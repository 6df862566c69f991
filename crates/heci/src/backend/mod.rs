//! Native backends.
//!
//! Each backend provides a [`DeviceIo`](crate::DeviceIo) gateway and a
//! [`CompletionDemux`](crate::CompletionDemux) that share one signal channel.
//! The receiving end of that channel is handed to
//! [`Reactor::new`](crate::runtime::Reactor::new).

#[cfg(target_os = "linux")]
pub mod mei;
#[cfg(windows)]
pub mod windows;

#[cfg(target_os = "linux")]
pub use mei::{MeiDemux as NativeDemux, MeiIo as NativeIo};
#[cfg(windows)]
pub use windows::{WindowsDemux as NativeDemux, WindowsIo as NativeIo};

/// Device path used when none is configured.
///
/// Windows exposes the interface through a per-machine device path, so it
/// has no usable default.
#[cfg(target_os = "linux")]
pub const DEFAULT_DEVICE_PATH: &str = "/dev/mei0";
#[cfg(not(target_os = "linux"))]
pub const DEFAULT_DEVICE_PATH: &str = "";

/// Opens the backend for the current platform.
///
/// # Errors
/// On Linux this must be called from within a tokio runtime.
#[cfg(any(target_os = "linux", windows))]
pub fn native() -> std::io::Result<(
    NativeIo,
    NativeDemux,
    tokio::sync::mpsc::UnboundedReceiver<crate::demux::Signal>,
)> {
    #[cfg(target_os = "linux")]
    {
        mei::open()
    }
    #[cfg(windows)]
    {
        windows::open()
    }
}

> **Problem to solve**: Would you reproduce the full listing shown above, word for word?

> **Solution to the exercise**:
repository 6df862566c69f991
filename crates/heci/src/backend/mod.rs
//! Native backends.
//!
//! Each backend provides a [`DeviceIo`](crate::DeviceIo) gateway and a
//! [`CompletionDemux`](crate::CompletionDemux) that share one signal channel.
//! The receiving end of that channel is handed to
//! [`Reactor::new`](crate::runtime::Reactor::new).

#[cfg(target_os = "linux")]
pub mod mei;
#[cfg(windows)]
pub mod windows;

#[cfg(target_os = "linux")]
pub use mei::{MeiDemux as NativeDemux, MeiIo as NativeIo};
#[cfg(windows)]
pub use windows::{WindowsDemux as NativeDemux, WindowsIo as NativeIo};

/// Device path used when none is configured.
///
/// Windows exposes the interface through a per-machine device path, so it
/// has no usable default.
#[cfg(target_os = "linux")]
pub const DEFAULT_DEVICE_PATH: &str = "/dev/mei0";
#[cfg(not(target_os = "linux"))]
pub const DEFAULT_DEVICE_PATH: &str = "";

/// Opens the backend for the current platform.
///
/// # Errors
/// On Linux this must be called from within a tokio runtime.
#[cfg(any(target_os = "linux", windows))]
pub fn native() -> std::io::Result<(
    NativeIo,
    NativeDemux,
    tokio::sync::mpsc::UnboundedReceiver<crate::demux::Signal>,
)> {
    #[cfg(target_os = "linux")]
    {
        mei::open()
    }
    #[cfg(windows)]
    {
        windows::open()
    }
}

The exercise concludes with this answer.